[SOLVED] How to use wget with --accept-regex to mirror GitHub issues and PRs

How to use wget with --accept-regex to mirror GitHub issues and PRs

I'm trying to use Wget to download an HTML mirror of a GitHub repo (for example, this repo: https://github.com/seanh/oatcake).

In case it matters, I'm on macOS and using wget from Homebrew.

I don't want to download every URL under github.com/seanh/oatcake/*: that would be way too much data. I only want to download the the pull request pages, including the paginated index pages for browsing through open and closed PRs and the individual pages for each PR.

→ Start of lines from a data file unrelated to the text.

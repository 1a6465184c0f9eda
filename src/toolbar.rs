use egui::{vec2, Align, Layout, RichText, Ui};

use crate::state::{EditorState, SelectionMode};
use crate::theme::AppTheme;
use crate::ui_controls;

const MODES: [SelectionMode; 4] = [
    SelectionMode::Create,
    SelectionMode::Edit,
    SelectionMode::Delete,
    SelectionMode::Move,
];

#[derive(Default)]
pub struct ToolbarResponse {
    pub open_requested: bool,
    pub paste_requested: bool,
}

pub fn show_toolbar(ui: &mut Ui, state: &mut EditorState, theme: &AppTheme) -> ToolbarResponse {
    let mut out = ToolbarResponse::default();

    ui.with_layout(Layout::left_to_right(Align::Center), |ui| {
        ui.spacing_mut().interact_size.y = theme.layout.chip_h;
        ui.spacing_mut().button_padding.y = theme.layout.space_1;
        ui.spacing_mut().item_spacing = vec2(theme.layout.control_gap, 0.0);

        for mode in MODES {
            let selected = state.mode == mode;
            if ui_controls::tool_chip(ui, theme, mode.label(), selected)
                .on_hover_text(mode.hint())
                .clicked()
            {
                state.set_mode(mode);
            }
        }

        ui_controls::vertical_divider(ui, theme, theme.layout.chip_h);

        if ui_controls::ghost_button(ui, theme, "−", vec2(30.0, theme.layout.chip_h))
            .on_hover_text("Zoom out")
            .clicked()
        {
            state.zoom_out();
        }
        ui.label(
            RichText::new(format!("{:.0}%", state.viewport.zoom * 100.0))
                .color(theme.text.secondary)
                .monospace(),
        );
        if ui_controls::ghost_button(ui, theme, "+", vec2(30.0, theme.layout.chip_h))
            .on_hover_text("Zoom in")
            .clicked()
        {
            state.zoom_in();
        }
        if ui_controls::ghost_button(ui, theme, "1:1", vec2(38.0, theme.layout.chip_h))
            .on_hover_text("Reset zoom and pan")
            .clicked()
        {
            state.zoom_reset();
        }

        ui_controls::vertical_divider(ui, theme, theme.layout.chip_h);

        ui.add_enabled_ui(state.can_undo(), |ui| {
            if ui_controls::ghost_button(ui, theme, "Undo", vec2(52.0, theme.layout.chip_h))
                .clicked()
            {
                state.undo();
            }
        });
        ui.add_enabled_ui(state.can_redo(), |ui| {
            if ui_controls::ghost_button(ui, theme, "Redo", vec2(52.0, theme.layout.chip_h))
                .clicked()
            {
                state.redo();
            }
        });

        ui.with_layout(Layout::right_to_left(Align::Center), |ui| {
            if ui_controls::primary_button(ui, theme, "Open…", vec2(64.0, theme.layout.chip_h))
                .on_hover_text("Open an image file")
                .clicked()
            {
                out.open_requested = true;
            }
            if ui_controls::ghost_button(ui, theme, "Paste", vec2(56.0, theme.layout.chip_h))
                .on_hover_text("Use a clipboard image as the backdrop")
                .clicked()
            {
                out.paste_requested = true;
            }

            if let Some(size) = state.image_size() {
                ui.label(
                    RichText::new(format!("{} × {} px", size.x as u32, size.y as u32))
                        .color(theme.text.muted)
                        .size(12.0),
                );
            }
        });
    });

    out
}
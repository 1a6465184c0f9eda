use anyhow::{anyhow, Context, Result};
use arboard::Clipboard;
use image::{DynamicImage, RgbaImage};

pub fn copy_text(text: &str) -> Result<()> {
    let mut clipboard = Clipboard::new().context("cannot open clipboard")?;
    clipboard
        .set_text(text.to_owned())
        .context("cannot write clipboard text")?;
    Ok(())
}

/// Reads an image off the system clipboard, if one is there.
pub fn read_image() -> Result<Option<DynamicImage>> {
    let mut clipboard = Clipboard::new().context("cannot open clipboard")?;
    let data = match clipboard.get_image() {
        Ok(data) => data,
        Err(arboard::Error::ContentNotAvailable) => return Ok(None),
        Err(err) => return Err(err).context("cannot read clipboard image"),
    };

    let width = data.width as u32;
    let height = data.height as u32;
    let image = RgbaImage::from_raw(width, height, data.bytes.into_owned())
        .ok_or_else(|| anyhow!("clipboard image has inconsistent dimensions"))?;
    Ok(Some(DynamicImage::ImageRgba8(image)))
}
//! Go-flavored struct declarations from an inferred [`Record`] tree.
//!
//! Records are written in post-order: every record a field refers to
//! (directly or through sequences) is declared before the record that
//! refers to it, so the root always comes last.
use std::io::Write;

use crate::error::Result;
use crate::ir::{Record, ScalarKind, Ty};

#[derive(Debug, Clone)]
pub struct CodegenOptions {
    /// Package clause written in the header.
    pub package: String,
    /// Struct-tag key carrying the original key, e.g. `json` in `json:"id"`.
    pub tag_key: String,
}

impl Default for CodegenOptions {
    fn default() -> Self {
        Self { package: "main".into(), tag_key: "json".into() }
    }
}

pub struct Codegen<W: Write> {
    out: W,
    options: CodegenOptions,
}

impl<W: Write> Codegen<W> {
    pub fn new(out: W) -> Self {
        Self::with_options(out, CodegenOptions::default())
    }

    pub fn with_options(out: W, options: CodegenOptions) -> Self {
        Self { out, options }
    }

    /// Header, then every declaration reachable from `root`.
    /// Stops at the first failed write; nothing already written is undone.
    pub fn emit(&mut self, root: &Record) -> Result<()> {
        writeln!(self.out, "package {}", self.options.package)?;
        writeln!(self.out)?;
        writeln!(
            self.out,
            "// {} and the types it references were inferred from a sample document.",
            capitalize(&root.name),
        )?;
        writeln!(self.out)?;
        self.emit_record(root)
    }

    fn emit_record(&mut self, record: &Record) -> Result<()> {
        for field in &record.fields {
            self.emit_nested(&field.ty)?;
        }

        let tag_key = &self.options.tag_key;
        writeln!(self.out, "type {} struct {{", capitalize(&record.name))?;
        for field in &record.fields {
            writeln!(
                self.out,
                "\t{} {} `{}:{}`",
                capitalize(&field.name),
                type_name(&field.ty),
                tag_key,
                quote(&field.tag),
            )?;
        }
        writeln!(self.out, "}} `{}:{}`", tag_key, quote(&record.name))?;
        writeln!(self.out)?;
        Ok(())
    }

    fn emit_nested(&mut self, ty: &Ty) -> Result<()> {
        match ty {
            Ty::Record(record) => self.emit_record(record),
            Ty::Sequence { element } => self.emit_nested(element),
            Ty::Scalar { .. } => Ok(()),
        }
    }
}

impl Codegen<Vec<u8>> {
    pub fn into_string(self) -> String {
        // only &str fragments are ever written
        String::from_utf8_lossy(&self.out).into_owned()
    }
}

/// Render `root` into `out` with default options.
pub fn render<W: Write>(root: &Record, out: W) -> Result<()> {
    Codegen::new(out).emit(root)
}

pub fn render_to_string(root: &Record, options: CodegenOptions) -> Result<String> {
    let mut cg = Codegen::with_options(Vec::new(), options);
    cg.emit(root)?;
    Ok(cg.into_string())
}

pub fn type_name(ty: &Ty) -> String {
    match ty {
        Ty::Scalar { kind: ScalarKind::Number } => "float64".into(),
        Ty::Scalar { kind: ScalarKind::String } => "string".into(),
        Ty::Scalar { kind: ScalarKind::Unknown } => "interface{}".into(),
        Ty::Record(record) => capitalize(&record.name),
        Ty::Sequence { element } => format!("[]{}", type_name(element)),
    }
}

/// Uppercase the first character only.
pub fn capitalize(s: &str) -> String {
    let mut chars = s.chars();
    match chars.next() {
        Some(first) => first.to_uppercase().chain(chars).collect(),
        None => String::new(),
    }
}

fn quote(s: &str) -> String {
    let mut out = String::with_capacity(s.len() + 2);
    out.push('"');
    for c in s.chars() {
        match c {
            '"' => out.push_str("\\\""),
            '\\' => out.push_str("\\\\"),
            '\n' => out.push_str("\\n"),
            '\t' => out.push_str("\\t"),
            '\r' => out.push_str("\\r"),
            c if c.is_control() => out.push_str(&format!("\\u{:04x}", c as u32)),
            c => out.push(c),
        }
    }
    out.push('"');
    out
}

I've tried to use Wget's --accept-regex argument to limit which pages are downloaded, but it's not working. Specifically:

It does download the first page of the list of open PRs: https://github.com/seanh/oatcake/pulls
It does download the first page of the list of closed PRs: https://github.com/seanh/oatcake/pulls?q=is%3Apr+is%3Aclosed
It does not download the second page or further pages of the list of closed PRs, for example: https://github.com/seanh/oatcake/pulls?page=2&q=is%3Apr+is%3Aclosed
It does not download the individual pages for any of the PRs, for example: https://github.com/seanh/oatcake/pull/81

Testing the accept regex that the script is using on https://regex101.com/ it seems that the regex should match those URLs that Wget is not downloading.

Also, looking at the files that Wget has downloaded, those URLs for the second page and for individual PR pages are in the HTML that was downloaded, so Wget should be discovering those URLs.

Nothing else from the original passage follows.